ENTRIES SHOWN:
══════════════════════════════

//! Cache configuration.
//!
//! Controls entry lifetime and health-probe pacing for the comment cache.

use std::time::Duration;

use serde::Deserialize;

// Default values for cache configuration
const DEFAULT_TTL_SECONDS: u64 = 3600;
const DEFAULT_HEALTH_CHECK_COOLDOWN_MS: u64 = 30_000;
const DEFAULT_HEALTH_CHECK_INTERVAL_SECONDS: u64 = 60;
const DEFAULT_DIAGNOSTIC_TTL_SECONDS: u64 = 60;

/// Comment cache configuration.
#[derive(Debug, Clone, Deserialize)]
#[serde(default)]
pub struct CacheConfig {
    /// Lifetime of a post's cached comment list.
    pub default_ttl_seconds: u64,
    /// Minimum spacing between two health probes.
    pub health_check_cooldown_ms: u64,
    /// Period of the background health probe.
    pub health_check_interval_seconds: u64,
    /// Lifetime of the scratch key written by the connection test.
    pub diagnostic_ttl_seconds: u64,
}

impl Default for CacheConfig {
    fn default() -> Self {
        Self {
            default_ttl_seconds: DEFAULT_TTL_SECONDS,
            health_check_cooldown_ms: DEFAULT_HEALTH_CHECK_COOLDOWN_MS,
            health_check_interval_seconds: DEFAULT_HEALTH_CHECK_INTERVAL_SECONDS,
            diagnostic_ttl_seconds: DEFAULT_DIAGNOSTIC_TTL_SECONDS,
        }
    }
}

impl From<&crate::config::KvSettings> for CacheConfig {
    fn from(settings: &crate::config::KvSettings) -> Self {
        Self {
            default_ttl_seconds: settings.default_ttl_seconds.get(),
            health_check_cooldown_ms: u64::try_from(settings.health_check_cooldown.as_millis())
                .unwrap_or(u64::MAX),
            health_check_interval_seconds: settings.health_check_interval.as_secs(),
            ..Default::default()
        }
    }
}

impl CacheConfig {
    /// Entry TTL, clamped to one second since the backend rejects zero expiry.
    pub fn default_ttl(&self) -> Duration {
        Duration::from_secs(self.default_ttl_seconds.max(1))
    }

    pub fn health_check_cooldown(&self) -> Duration {
        Duration::from_millis(self.health_check_cooldown_ms)
    }

    /// Background probe period, clamped to one second.
    pub fn health_check_interval(&self) -> Duration {
        Duration::from_secs(self.health_check_interval_seconds.max(1))
    }

    pub fn diagnostic_ttl(&self) -> Duration {
        Duration::from_secs(self.diagnostic_ttl_seconds.max(1))
    }
}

══════════════════════════════

WHAT TO DO: Each line in the listing that contains "configuration" should be returned.

REPLY:
//! Cache configuration.
// Default values for cache configuration
/// Comment cache configuration.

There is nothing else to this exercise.